- EXERCISE BRIEF -
Nothing but the lines from the start of the entries through the line containing "use rand::Rng;" should appear in the answer, each given exactly.
----
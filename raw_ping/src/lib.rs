//! Raw-socket reachability probes.
//!
//! [`ping::icmp::Pinger`] sends ICMP echo requests, [`ping::tcp::Pinger`]
//! sends half-open TCP SYNs. Each owns one raw socket and one listener thread
//! that reads everything arriving on it, matches replies to the probe that
//! caused them and wakes the waiting caller. Probes may be issued
//! concurrently from any number of tasks.
//!
//! ```no_run
//! use raw_ping::{ping::icmp::Pinger, Config};
//! use std::time::Duration;
//!
//! # async fn run() -> Result<(), raw_ping::PingError> {
//! let pinger = Pinger::new(&Config::with_timeout(Duration::from_secs(3)))?;
//! let rtt = pinger.ping("127.0.0.1".parse().unwrap()).await?;
//! println!("rtt={:?}", rtt);
//! pinger.close().await;
//! # Ok(())
//! # }
//! ```

pub mod config;
pub mod listener;
pub mod pending;
pub mod ping;
pub mod timestamp;
pub mod transport;

pub use config::Config;
pub use ping::{PingError, TimeExceededReason, UnreachableReason};
pub use timestamp::Timestamp;
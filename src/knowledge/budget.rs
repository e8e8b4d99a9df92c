use crate::models::{knowledge_token_count, Triple};
use rand::seq::SliceRandom;
use rand::Rng;
use std::collections::HashSet;

/// Default token budget for curated knowledge.
pub const DEFAULT_TOKEN_BUDGET: usize = 300;

/// True when the facts' tokens exceed `budget` minus one token per fact.
pub fn exceeds_budget<'a, I>(facts: I, budget: usize) -> bool
where
    I: IntoIterator<Item = &'a Triple>,
{
    let (count, tokens) = facts
        .into_iter()
        .fold((0usize, 0usize), |(count, tokens), fact| {
            (count + 1, tokens + fact.token_count())
        });
    tokens + count > budget
}

/// Picks distractor facts from the unselected part of the pool.
///
/// The unselected facts are shuffled once; growing prefixes of 1, 2, 3, ...
/// facts are drafted until one overshoots the budget or the prefix would be
/// longer than the pool. The last drafted prefix minus its final fact is
/// returned, so the result is always a prefix that already fit.
pub fn pad_with_noise<R: Rng + ?Sized>(
    pool: &[Triple],
    selected: &[Triple],
    budget: usize,
    rng: &mut R,
) -> Vec<Triple> {
    let taken: HashSet<&Triple> = selected.iter().collect();
    let mut seen: HashSet<&Triple> = HashSet::new();
    let mut noise: Vec<&Triple> = pool
        .iter()
        .filter(|fact| !taken.contains(fact) && seen.insert(*fact))
        .collect();
    noise.shuffle(rng);

    let mut drafted = 0;
    let mut size = 1;
    while size <= noise.len() {
        drafted = size;
        let candidate = selected.iter().chain(noise[..size].iter().copied());
        if exceeds_budget(candidate, budget) {
            break;
        }
        size += 1;
    }

    noise[..drafted.saturating_sub(1)]
        .iter()
        .map(|fact| (*fact).clone())
        .collect()
}

/// Tokens plus per-fact allowance of a fact set, as the budget check counts them.
pub fn budget_usage(facts: &[Triple]) -> usize {
    knowledge_token_count(facts) + facts.len()
}
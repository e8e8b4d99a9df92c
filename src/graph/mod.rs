//! Read-only access to the knowledge graph.
//!
//! The curation engine asks one question of a triple store: "facts with this
//! subject and any of these relations". Providers return raw rows; [`GraphFactProvider::query`]
//! collapses them to a single, randomly chosen object per `(subject, relation)`.

pub mod memory;
pub mod neo4j;

pub use memory::InMemoryGraph;
pub use neo4j::Neo4jGraph;

use crate::error::CurationError;
use crate::models::Triple;
use indexmap::IndexMap;
use rand::seq::SliceRandom;
use rand::RngCore;

pub trait GraphFactProvider {
    /// Every stored `(subject, relation, object)` row matching the pattern.
    fn raw_facts(&self, subject: &str, relations: &[&str]) -> Result<Vec<Triple>, CurationError>;

    /// Matching facts with one object per `(subject, relation)` edge.
    fn query(
        &self,
        subject: &str,
        relations: &[&str],
        rng: &mut dyn RngCore,
    ) -> Result<Vec<Triple>, CurationError> {
        let rows = self.raw_facts(subject, relations)?;
        Ok(collapse_edges(rows, rng))
    }
}

/// Keeps one uniformly drawn object per `(subject, relation)`, in first-seen order.
pub fn collapse_edges(rows: Vec<Triple>, rng: &mut dyn RngCore) -> Vec<Triple> {
    let mut edges: IndexMap<(String, String), Vec<String>> = IndexMap::new();
    for row in rows {
        edges
            .entry((row.subject, row.relation))
            .or_default()
            .push(row.object);
    }
    edges
        .into_iter()
        .filter_map(|((subject, relation), objects)| {
            objects
                .choose(rng)
                .map(|object| Triple::new(subject, relation, object.clone()))
        })
        .collect()
}
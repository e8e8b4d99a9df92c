use thiserror::Error;

/// Failures raised by the curation core.
///
/// Everything above the core (file handling, the driver, binaries) works in
/// `anyhow::Result` and downcasts to this type when it needs to decide between
/// skipping a seed and aborting the run.
#[derive(Debug, Clone, Error, PartialEq, Eq)]
pub enum CurationError {
    #[error("invalid domain or target action '{value}'")]
    InvalidDomain { value: String },

    #[error("no value for slot '{slot}' avoids the target topic '{topic}'")]
    SamplingExhausted { slot: String, topic: String },

    #[error("malformed seed record on line {line}: {reason}")]
    MalformedRecord { line: usize, reason: String },

    #[error("graph query for '{subject}' failed: {reason}")]
    GraphQueryFailure { subject: String, reason: String },
}

impl CurationError {
    pub fn invalid_domain(value: impl Into<String>) -> Self {
        Self::InvalidDomain {
            value: value.into(),
        }
    }

    pub fn graph_failure(subject: impl Into<String>, reason: impl ToString) -> Self {
        Self::GraphQueryFailure {
            subject: subject.into(),
            reason: reason.to_string(),
        }
    }
}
----
- RESULT FOR THIS EXERCISE -
filename raw_ping/src/lib.rs
//! Raw-socket reachability probes.
//!
//! [`ping::icmp::Pinger`] sends ICMP echo requests, [`ping::tcp::Pinger`]
//! sends half-open TCP SYNs. Each owns one raw socket and one listener thread
//! that reads everything arriving on it, matches replies to the probe that
//! caused them and wakes the waiting caller. Probes may be issued
//! concurrently from any number of tasks.
//!
//! ```no_run
//! use raw_ping::{ping::icmp::Pinger, Config};
//! use std::time::Duration;
//!
//! # async fn run() -> Result<(), raw_ping::PingError> {
//! let pinger = Pinger::new(&Config::with_timeout(Duration::from_secs(3)))?;
//! let rtt = pinger.ping("127.0.0.1".parse().unwrap()).await?;
//! println!("rtt={:?}", rtt);
//! pinger.close().await;
//! # Ok(())
//! # }
//! ```

pub mod config;
pub mod listener;
pub mod pending;
pub mod ping;
pub mod timestamp;
pub mod transport;

pub use config::Config;
pub use ping::{PingError, TimeExceededReason, UnreachableReason};
pub use timestamp::Timestamp;
filename src/knowledge/budget.rs
repository e8e8b4d99a9df92c
use crate::models::{knowledge_token_count, Triple};
use rand::seq::SliceRandom;
use rand::Rng;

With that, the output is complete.